What is being asked:
From the data below, copy each line that includes the word "released".

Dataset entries
>>>>>

//! Day 6: puzzle not yet released.

use crate::solution::Solution;
use crate::util::{self, ParseError};

/// Scaffold solution for day 6.
#[derive(Debug, Default, Clone, Copy)]
pub struct Day06;

impl Solution for Day06 {
    type Parsed = Vec<String>;

    fn parse(&self, input: &str) -> Result<Self::Parsed, ParseError> {
        Ok(util::read_lines(input).into_iter().map(str::to_owned).collect())
    }

    fn part_one(&self, _data: &Self::Parsed) -> Option<String> {
        // TODO: implement once the day 6 puzzle unlocks
        None
    }

    fn part_two(&self, _data: &Self::Parsed) -> Option<String> {
        // TODO: implement once the day 6 puzzle unlocks
        None
    }
}
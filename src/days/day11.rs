//! Day 11: puzzle not yet released.

use crate::solution::Solution;
use crate::util::{self, ParseError};

/// Scaffold solution for day 11.
#[derive(Debug, Default, Clone, Copy)]
pub struct Day11;

impl Solution for Day11 {
    type Parsed = Vec<String>;

    fn parse(&self, input: &str) -> Result<Self::Parsed, ParseError> {
        Ok(util::read_lines(input).into_iter().map(str::to_owned).collect())
    }

    fn part_one(&self, _data: &Self::Parsed) -> Option<String> {
        // TODO: implement once the day 11 puzzle unlocks
        None
    }

    fn part_two(&self, _data: &Self::Parsed) -> Option<String> {
        // TODO: implement once the day 11 puzzle unlocks
        None
    }
}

<<<<<

Written solution:
//! Day 6: puzzle not yet released.
//! Day 11: puzzle not yet released.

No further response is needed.